“It wasn’t a concern because he doesn’t have a small sample size,” Price said. “It’s not like spring training is a tryout. I don’t have any qualms about his ability to play the position.”
Bryan Price envisioned Peraza along with Billy Hamilton at the top of the lineup - both blessed with superior speed - setting up Joey Votto. That fell apart last season when both Peraza and Hamilton struggled to get on base.
Hamilton had .299 on-base percentage. Peraza’s was .297 with just 20 walks, surprisingly a career-high. He played seven more games than Hamilton. He didn’t get as many at bats because he was dropped in the batting order. Peraza hit first or second in 39 games and sixth or lower in 71 starts, with seventh his spot for 56 games.
That is his status as of now even though his numbers improved the last two months of the season. From July 27 on - his last 48 games - Peraza hit .293 and had a .361 on-base percentage. He set career highs in runs, hits, doubles, triples and home runs.
“For right now, he’ll hit seventh,” Price said “The lineup is fluid at this point. Whichever lineup that gives us the best chance, we’ll use.”
The Braves had Andrelton Simmons just ahead of Peraza in the system and moved Peraza to second base.
“The Braves told me when I went to winter ball in Venezuella to play shortstop,” Peraza said. “I played at High A (Lynchburg) in 2014, I played second base. Before that I played shortstop every time. Before I signed with the Braves I played shortstop and pitcher.”
Now he’s back at shortstop where he started. Atlanta changed his position because they liked his bat.
Peraza hit .342 at Lynchburg, the year he switched to second base. The Braves moved him to Double A Mississippi, where he continued to hit well (.335). Peraza hit 11 triples that season and stole 60 bases. An aggressive hitter, he only walked 17 times.
Starting 2015 at Triple A Gwinnett, Peraza hit .294 in 96 games with seven triples. He stole 26 bases. The Braves traded Peraza to the Dodgers at the trading deadline. The Dodgers added outfield to his tool box and he debuted with them late in the season, hitting .182 in seven games.

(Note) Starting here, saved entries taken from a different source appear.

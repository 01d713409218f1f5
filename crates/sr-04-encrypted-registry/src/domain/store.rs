//! # Registration Ledger and Key Directory
//!
//! ```text
//! reg/ ‖ H(chain,safe,n,notary) -> CompactIndexedList<RegistrationPointer>
//! key/ ‖ signer                 -> context ‖ publicKey
//! log/enc/ ‖ ...                 -> BlockLog<RegistryEvent>
//! ```
//!
//! The block log is where a `RegistrationPointer` leads: the payload of a
//! registration is stored nowhere else.

use super::entities::{EncryptionKeyRegistration, RegistrationLedgerKey, RegistrationPointer};
use super::errors::EncryptedRegistryError;
use shared_bus::RegistryEvent;
use shared_types::{Address, Hash};
use sr_01_compact_list::{BatchOperation, BlockLog, CompactIndexedList, KeyValueStore, Page};

const REG_PREFIX: &[u8] = b"reg/";
const KEY_PREFIX: &[u8] = b"key/";
const LOG_PREFIX: &[u8] = b"log/enc/";

/// The events this registry emitted, by block.
pub fn event_log() -> BlockLog<RegistryEvent> {
    BlockLog::new(LOG_PREFIX)
}

/// The append-only pointer list of one `(chainId, safe, nonce, notary)`.
pub struct RegistrationLedger {
    key: RegistrationLedgerKey,
    list: CompactIndexedList<RegistrationPointer>,
}

impl RegistrationLedger {
    pub fn for_key(key: &RegistrationLedgerKey) -> Self {
        let mut namespace = REG_PREFIX.to_vec();
        namespace.extend_from_slice(&key.list_id());
        Self {
            key: *key,
            list: CompactIndexedList::new(namespace),
        }
    }

    pub fn count<S: KeyValueStore + ?Sized>(&self, store: &S) -> Result<u64, EncryptedRegistryError> {
        Ok(self.list.length(store)?)
    }

    pub fn retrieve<S: KeyValueStore + ?Sized>(
        &self,
        store: &S,
        start: u64,
        count: u64,
    ) -> Result<Page<RegistrationPointer>, EncryptedRegistryError> {
        Ok(self.list.retrieve(store, start, count)?)
    }

    /// Writes registering a payload emitted in `block_number`.
    ///
    /// Returns the index, the pointer that will be stored, and the writes.
    pub fn append_operations<S: KeyValueStore + ?Sized>(
        &self,
        store: &S,
        block_number: u64,
    ) -> Result<(u64, RegistrationPointer, Vec<BatchOperation>), EncryptedRegistryError> {
        let index = self.list.length(store)?;
        let pointer = RegistrationPointer {
            block_number,
            uid: self.key.uid(index),
        };
        let (appended_at, operations) = self.list.append_operations(store, &pointer)?;
        debug_assert_eq!(appended_at, index);
        Ok((index, pointer, operations))
    }
}

/// Signer-owned, overwritable encryption keys.
pub struct EncryptionKeyDirectory;

impl EncryptionKeyDirectory {
    fn key(signer: &Address) -> Vec<u8> {
        let mut key = KEY_PREFIX.to_vec();
        key.extend_from_slice(signer);
        key
    }

    pub fn get<S: KeyValueStore + ?Sized>(
        store: &S,
        signer: &Address,
    ) -> Result<Option<EncryptionKeyRegistration>, EncryptedRegistryError> {
        match store.get(&Self::key(signer))? {
            None => Ok(None),
            Some(bytes) => EncryptionKeyRegistration::from_bytes(&bytes)
                .map(Some)
                .ok_or(EncryptedRegistryError::CorruptKeyRecord { signer: *signer }),
        }
    }

    /// Public keys of `signers`, zero for any signer without one.
    pub fn public_keys<S: KeyValueStore + ?Sized>(
        store: &S,
        signers: &[Address],
    ) -> Result<Vec<Hash>, EncryptedRegistryError> {
        signers
            .iter()
            .map(|signer| {
                Ok(Self::get(store, signer)?
                    .map(|registration| registration.public_key)
                    .unwrap_or_default())
            })
            .collect()
    }

    /// The write replacing `signer`'s key.
    pub fn put_operation(signer: &Address, registration: EncryptionKeyRegistration) -> BatchOperation {
        BatchOperation::put(Self::key(signer), registration.to_bytes())
    }
}
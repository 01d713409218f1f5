//! # Fixed-Width Elements
//!
//! The encoding contract for values stored in a `CompactIndexedList`.

use shared_types::Hash;

/// A value with a constant encoded size.
///
/// `encode` must append exactly `WIDTH` bytes and `decode` receives exactly
/// `WIDTH` bytes. `WIDTH` must be non-zero.
pub trait FixedWidth: Sized {
    /// Encoded size in bytes.
    const WIDTH: usize;

    /// Append the encoding of `self` to `out`.
    fn encode(&self, out: &mut Vec<u8>);

    /// Decode a value from exactly `WIDTH` bytes.
    fn decode(bytes: &[u8]) -> Self;
}

macro_rules! impl_fixed_width_uint {
    ($($ty:ty),*) => {
        $(
            impl FixedWidth for $ty {
                const WIDTH: usize = std::mem::size_of::<$ty>();

                fn encode(&self, out: &mut Vec<u8>) {
                    out.extend_from_slice(&self.to_be_bytes());
                }

                fn decode(bytes: &[u8]) -> Self {
                    let mut buf = [0u8; std::mem::size_of::<$ty>()];
                    buf.copy_from_slice(bytes);
                    <$ty>::from_be_bytes(buf)
                }
            }
        )*
    };
}

impl_fixed_width_uint!(u32, u64, u128);

impl FixedWidth for Hash {
    const WIDTH: usize = 32;

    fn encode(&self, out: &mut Vec<u8>) {
        out.extend_from_slice(self);
    }

    fn decode(bytes: &[u8]) -> Self {
        let mut hash = [0u8; 32];
        hash.copy_from_slice(bytes);
        hash
    }
}

#[cfg(test)]
mod tests {
    use super::*;

    #[test]
    fn test_u64_is_big_endian() {
        let mut out = Vec::new();
        0x0102_0304_0506_0708u64.encode(&mut out);
        assert_eq!(out, vec![1, 2, 3, 4, 5, 6, 7, 8]);
        assert_eq!(u64::decode(&out), 0x0102_0304_0506_0708);
    }

    #[test]
    fn test_widths() {
        assert_eq!(<u32 as FixedWidth>::WIDTH, 4);
        assert_eq!(<u128 as FixedWidth>::WIDTH, 16);
        assert_eq!(<Hash as FixedWidth>::WIDTH, 32);
    }
}
pub mod entities;
pub mod errors;
pub mod store;
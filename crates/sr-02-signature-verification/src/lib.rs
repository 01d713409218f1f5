//! # Signature Verification (sr-02)
//!
//! Hashing and signer recovery for Safe transactions.
//!
//! ## Architecture
//!
//! Pure domain logic, no I/O:
//! - [`DomainHasher`] computes the EIP-712 digest a Safe owner signs
//! - [`RawSignature`] decodes the submitted 65-byte form and folds it into
//!   the stored [`CompactSignature`](shared_types::CompactSignature)
//! - [`recover_signer`] validates a signature and recovers its address
//!
//! ## Security Notes
//!
//! - **Malleability Prevention (EIP-2)**: Signatures with S > n/2 are rejected,
//!   so for any accepted signature its `(r, n - s)` twin is refused
//! - **eth_sign**: v ∈ {31, 32} is recovered over the prefixed message hash
//! - The compact form drops the scheme; an `eth_sign` signature read back
//!   from a ledger expands with v ∈ {27, 28}

pub mod domain;

// Re-export public API
pub use domain::codec::{RawSignature, SignatureScheme};
pub use domain::ecdsa::{
    address_from_pubkey, keccak256, recover_compact, recover_signer, RecoveredSignature,
};
pub use domain::errors::SignatureError;
pub use domain::hasher::{
    address_word, eth_signed_message_hash, hash_words, uint_word, DomainHasher, DOMAIN_TYPEHASH,
    SAFE_TX_TYPEHASH,
};

#[cfg(any(test, feature = "test-utils"))]
pub use domain::ecdsa::test_helpers;
//! # Domain Hasher
//!
//! EIP-712 hashing of Safe transactions.
//!
//! The domain is bound to the Safe and chain the transaction targets, not to
//! the registry that stores it, so the same digest is valid wherever the
//! transaction is proposed.
//!
//! ```text
//! domain     = H(DOMAIN_TYPEHASH ‖ chainId ‖ safe)
//! structHash = H(SAFE_TX_TYPEHASH ‖ to ‖ value ‖ H(data) ‖ operation ‖
//!                safeTxGas ‖ baseGas ‖ gasPrice ‖ gasToken ‖
//!                refundReceiver ‖ nonce)
//! digest     = H(0x19 ‖ 0x01 ‖ domain ‖ structHash)
//! ```
//!
//! Every input is a 32-byte ABI word.

use super::ecdsa::keccak256;
use shared_types::{Address, Hash, SafeTransaction, U256};

/// `keccak256("EIP712Domain(uint256 chainId,address verifyingContract)")`
pub const DOMAIN_TYPEHASH: Hash = [
    0x47, 0xe7, 0x95, 0x34, 0xa2, 0x45, 0x95, 0x2e, 0x8b, 0x16, 0x89, 0x3a, 0x33, 0x6b, 0x85, 0xa3,
    0xd9, 0xea, 0x9f, 0xa8, 0xc5, 0x73, 0xf3, 0xd8, 0x03, 0xaf, 0xb9, 0x2a, 0x79, 0x46, 0x92, 0x18,
];

/// `keccak256("SafeTx(address to,uint256 value,bytes data,uint8 operation,uint256 safeTxGas,uint256 baseGas,uint256 gasPrice,address gasToken,address refundReceiver,uint256 nonce)")`
pub const SAFE_TX_TYPEHASH: Hash = [
    0xbb, 0x83, 0x10, 0xd4, 0x86, 0x36, 0x8d, 0xb6, 0xbd, 0x6f, 0x84, 0x94, 0x02, 0xfd, 0xd7, 0x3a,
    0xd5, 0x3d, 0x31, 0x6b, 0x5a, 0x4b, 0x26, 0x44, 0xad, 0x6e, 0xfe, 0x0f, 0x94, 0x12, 0x86, 0xd8,
];

const ETH_SIGNED_MESSAGE_PREFIX: &[u8] = b"\x19Ethereum Signed Message:\n32";

/// Left-pad an address into an ABI word.
pub fn address_word(address: &Address) -> Hash {
    let mut word = [0u8; 32];
    word[12..].copy_from_slice(address);
    word
}

/// Big-endian ABI word of a uint256.
pub fn uint_word(value: U256) -> Hash {
    let mut word = [0u8; 32];
    value.to_big_endian(&mut word);
    word
}

/// Hash the concatenation of ABI words.
pub fn hash_words(words: &[Hash]) -> Hash {
    let mut buf = Vec::with_capacity(words.len() * 32);
    for word in words {
        buf.extend_from_slice(word);
    }
    keccak256(&buf)
}

/// The hash a signer produces when signing `digest` through `eth_sign`.
pub fn eth_signed_message_hash(digest: &Hash) -> Hash {
    let mut buf = Vec::with_capacity(ETH_SIGNED_MESSAGE_PREFIX.len() + 32);
    buf.extend_from_slice(ETH_SIGNED_MESSAGE_PREFIX);
    buf.extend_from_slice(digest);
    keccak256(&buf)
}

/// Hasher bound to one `(chainId, safe)` domain.
#[derive(Debug, Clone, Copy, PartialEq, Eq)]
pub struct DomainHasher {
    chain_id: U256,
    safe: Address,
    separator: Hash,
}

impl DomainHasher {
    /// Bind a hasher to the Safe at `safe` on `chain_id`.
    pub fn new(chain_id: U256, safe: Address) -> Self {
        let separator = hash_words(&[DOMAIN_TYPEHASH, uint_word(chain_id), address_word(&safe)]);
        Self {
            chain_id,
            safe,
            separator,
        }
    }

    pub fn chain_id(&self) -> U256 {
        self.chain_id
    }

    pub fn safe(&self) -> Address {
        self.safe
    }

    /// The EIP-712 domain separator.
    pub fn domain_separator(&self) -> Hash {
        self.separator
    }

    /// Struct hash of a Safe transaction at `nonce`.
    pub fn struct_hash(tx: &SafeTransaction, nonce: U256) -> Hash {
        hash_words(&[
            SAFE_TX_TYPEHASH,
            address_word(&tx.to),
            uint_word(tx.value),
            keccak256(&tx.data),
            uint_word(U256::from(tx.operation.as_u8())),
            uint_word(tx.safe_tx_gas),
            uint_word(tx.base_gas),
            uint_word(tx.gas_price),
            address_word(&tx.gas_token),
            address_word(&tx.refund_receiver),
            uint_word(nonce),
        ])
    }

    /// `H(0x1901 ‖ domain ‖ structHash)`.
    pub fn typed_data_hash(&self, struct_hash: &Hash) -> Hash {
        let mut buf = [0u8; 66];
        buf[0] = 0x19;
        buf[1] = 0x01;
        buf[2..34].copy_from_slice(&self.separator);
        buf[34..].copy_from_slice(struct_hash);
        keccak256(&buf)
    }

    /// The digest signers sign and the transaction store is keyed by.
    pub fn transaction_hash(&self, tx: &SafeTransaction, nonce: U256) -> Hash {
        self.typed_data_hash(&Self::struct_hash(tx, nonce))
    }
}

Reds scouts were trying to get him from Atlanta but worked a three-way deal with the Dodgers and White Sox before the 2016 season. The Reds gave up Todd Frazier. Peraza came to Cincinnati with Brendon Dixon and Scott Schebler.
Peraza continued to sharpen his skills with Magallanes in the Venezuelan Winter League where he played shortstop and hit .316 in nine games.

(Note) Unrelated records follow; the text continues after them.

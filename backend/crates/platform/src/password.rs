//! Secret Handling
//!
//! - [`ClearTextSecret`]: NFKC-normalized, zeroized on drop, redacted in `Debug`
//! - [`SecretPolicy`]: length and pattern rules checked before a secret is stored
//! - [`SecretDigest`]: the pluggable `H(secret ++ salt)` primitive
//!
//! ## Provided digests
//! - [`Sha256Digest`] (default)
//! - [`Sha512Digest`]
//! - [`Argon2Digest`] (Argon2id raw output keyed on the credential salt)

use std::fmt;

use argon2::Argon2;
use sha2::{Digest, Sha256, Sha512};
use thiserror::Error;
use unicode_normalization::UnicodeNormalization;
use zeroize::{Zeroize, ZeroizeOnDrop};

// ============================================================================
// Constants
// ============================================================================

/// Default minimum secret length (code points)
pub const MIN_SECRET_LENGTH: usize = 8;

/// Default maximum secret length (code points)
pub const MAX_SECRET_LENGTH: usize = 128;

/// Digests shorter than this are refused
pub const MIN_DIGEST_LEN: usize = 32;

// ============================================================================
// Error Types
// ============================================================================

/// Secret policy violations
#[derive(Debug, Clone, PartialEq, Eq, Error)]
pub enum SecretPolicyError {
    #[error("Password must be at least {min} characters (got {actual})")]
    TooShort { min: usize, actual: usize },

    #[error("Password must be at most {max} characters (got {actual})")]
    TooLong { max: usize, actual: usize },

    #[error("Password cannot be empty or contain only whitespace")]
    EmptyOrWhitespace,

    #[error("Password contains invalid control characters")]
    InvalidCharacter,

    #[error("Password is too common or follows a predictable pattern")]
    CommonPattern,
}

/// The digest primitive failed
#[derive(Debug, Clone, PartialEq, Eq, Error)]
#[error("{algorithm} digest failed: {reason}")]
pub struct DigestError {
    pub algorithm: &'static str,
    pub reason: String,
}

// ============================================================================
// Clear Text Secret (Zeroized on drop)
// ============================================================================

/// A secret as typed by the user
///
/// Normalized with NFKC on construction so that visually identical input
/// hashes identically. Not `Clone`.
///
/// ```rust
/// use platform::password::ClearTextSecret;
///
/// let secret = ClearTextSecret::new("correctHorse1");
/// assert_eq!(format!("{secret:?}"), "ClearTextSecret(\"[REDACTED]\")");
/// ```
#[derive(Zeroize, ZeroizeOnDrop)]
pub struct ClearTextSecret(String);

impl ClearTextSecret {
    pub fn new(raw: impl AsRef<str>) -> Self {
        Self(raw.as_ref().nfkc().collect())
    }

    pub fn as_bytes(&self) -> &[u8] {
        self.0.as_bytes()
    }

    /// Length in Unicode code points
    pub fn char_count(&self) -> usize {
        self.0.chars().count()
    }

    fn as_str(&self) -> &str {
        &self.0
    }
}

impl fmt::Debug for ClearTextSecret {
    fn fmt(&self, f: &mut fmt::Formatter<'_>) -> fmt::Result {
        f.debug_tuple("ClearTextSecret")
            .field(&"[REDACTED]")
            .finish()
    }
}

// ============================================================================
// Policy
// ============================================================================

/// Rules a new secret must satisfy
#[derive(Debug, Clone, Copy, PartialEq, Eq)]
pub struct SecretPolicy {
    pub min_length: usize,
    pub max_length: usize,
}

impl Default for SecretPolicy {
    fn default() -> Self {
        Self {
            min_length: MIN_SECRET_LENGTH,
            max_length: MAX_SECRET_LENGTH,
        }
    }
}

impl SecretPolicy {
    pub fn with_min_length(min_length: usize) -> Self {
        Self {
            min_length,
            ..Self::default()
        }
    }

    pub fn check(&self, secret: &ClearTextSecret) -> Result<(), SecretPolicyError> {
        let value = secret.as_str();

        if value.trim().is_empty() {
            return Err(SecretPolicyError::EmptyOrWhitespace);
        }

        let char_count = secret.char_count();
        if char_count < self.min_length {
            return Err(SecretPolicyError::TooShort {
                min: self.min_length,
                actual: char_count,
            });
        }
        if char_count > self.max_length {
            return Err(SecretPolicyError::TooLong {
                max: self.max_length,
                actual: char_count,
            });
        }

        // Control characters other than tab/newline
        if value
            .chars()
            .any(|ch| ch.is_control() && ch != '\t' && ch != '\n')
        {
            return Err(SecretPolicyError::InvalidCharacter);
        }

        if is_common_pattern(value) {
            return Err(SecretPolicyError::CommonPattern);
        }

        Ok(())
    }
}

// ============================================================================
// Digest
// ============================================================================

/// `H(secret ++ salt)`
///
/// Implementations are stateless and shared across requests.
pub trait SecretDigest: Send + Sync {
    /// Label stored next to every credential produced by this digest
    fn algorithm(&self) -> &'static str;

    fn digest(&self, secret: &ClearTextSecret, salt: &[u8]) -> Result<Vec<u8>, DigestError>;
}

fn sha_digest<D: Digest>(secret: &ClearTextSecret, salt: &[u8]) -> Vec<u8> {
    let mut hasher = D::new();
    hasher.update(secret.as_bytes());
    hasher.update(salt);
    hasher.finalize().to_vec()
}

#[derive(Debug, Clone, Copy, Default)]
pub struct Sha256Digest;

impl SecretDigest for Sha256Digest {
    fn algorithm(&self) -> &'static str {
        "sha256"
    }

    fn digest(&self, secret: &ClearTextSecret, salt: &[u8]) -> Result<Vec<u8>, DigestError> {
        Ok(sha_digest::<Sha256>(secret, salt))
    }
}

#[derive(Debug, Clone, Copy, Default)]
pub struct Sha512Digest;

impl SecretDigest for Sha512Digest {
    fn algorithm(&self) -> &'static str {
        "sha512"
    }

    fn digest(&self, secret: &ClearTextSecret, salt: &[u8]) -> Result<Vec<u8>, DigestError> {
        Ok(sha_digest::<Sha512>(secret, salt))
    }
}

/// Argon2id with the library's default (OWASP) parameters
#[derive(Debug, Clone, Copy, Default)]
pub struct Argon2Digest;

impl SecretDigest for Argon2Digest {
    fn algorithm(&self) -> &'static str {
        "argon2id"
    }

    fn digest(&self, secret: &ClearTextSecret, salt: &[u8]) -> Result<Vec<u8>, DigestError> {
        let mut out = vec![0u8; MIN_DIGEST_LEN];
        Argon2::default()
            .hash_password_into(secret.as_bytes(), salt, &mut out)
            .map_err(|e| DigestError {
                algorithm: self.algorithm(),
                reason: e.to_string(),
            })?;
        Ok(out)
    }
}

// ============================================================================
// Helper Functions
// ============================================================================

/// Check for common weak patterns
fn is_common_pattern(secret: &str) -> bool {
    let lower = secret.to_lowercase();

    // All the same character (e.g., "aaaaaaaa")
    let mut chars = lower.chars();
    if let Some(first) = chars.next() {
        if chars.all(|c| c == first) {
            return true;
        }
    }

    if is_sequential_numbers(&lower) {
        return true;
    }

    const KEYBOARD_PATTERNS: &[&str] = &["qwerty", "asdfgh", "zxcvbn", "qazwsx", "1qaz2wsx"];
    if KEYBOARD_PATTERNS.iter().any(|p| lower.contains(p)) {
        return true;
    }

    const COMMON_SECRETS: &[&str] = &[
        "password",
        "password1",
        "password123",
        "abcdefgh",
        "letmein1",
        "welcome1",
        "admin123",
        "iloveyou",
        "sunshine",
        "princess",
        "football",
        "baseball",
        "trustno1",
    ];
    COMMON_SECRETS.contains(&lower.as_str())
}

/// Digits-only runs like "12345678" or "98765432"
fn is_sequential_numbers(s: &str) -> bool {
    if !s.chars().all(|c| c.is_ascii_digit()) {
        return false;
    }
    let digits: Vec<u32> = s.chars().filter_map(|c| c.to_digit(10)).collect();
    if digits.len() < 4 {
        return false;
    }

    let ascending = digits.windows(2).all(|w| w[1] == (w[0] + 1) % 10);
    let descending = digits.windows(2).all(|w| w[0] == (w[1] + 1) % 10);
    ascending || descending
}

// ============================================================================
// Tests
// ============================================================================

“I’m comfortable. I’m working in the cage, taking a lot of swings” Peraza said. “I went to winter ball and tried to feel good at the plate.”
Peraza has been at shortstop in both Cactus League games he’s been in.
“I have a great opportunity,” Peraza said. “I’m taking a lot of ground balls. I’m doing my job. I practice everyday, the same thing. It feels good.”
Quackenbush Quietly In The Mix
Veteran Kevin Quackenbush has 193 Major League games on his record, pitching for the Padres for four seasons.
He was placed on the disabled list last August and designated for assignment on September 1, clearing waivers and assigned to Triple A El Paso.
The Reds signed the former eighth-round pick of the Padres in 2011 to a minor-league deal in October.
“He’s kind of that off-the-radar guy who has really pitched very well,” Price said. “He is extremely prepared and has great confidence in his fastball. He has a really good curveball and isn’t overpowering with his velocity numbers but that guy who pitches with an elevated fastball.”
Quackenbush has been in seven games and allowed one unearned run.
Reds Add A Run
Unseen in the Reds’ 16-13 loss to the Milwaukee Brewers on Friday was the runner Alex Blandino crossed the plate before minor league pinch runner Michael Beltre was tagged in a rundown.
According to Jack Efta, who scored the game for the MLB.com live ap, no one saw the umpire signal that Blandino crossed the plate before the tag because the out ended the game.
The score, should historians decide to look up this game, is officially 16-14 and chalk up another RBI for Nick Senzel.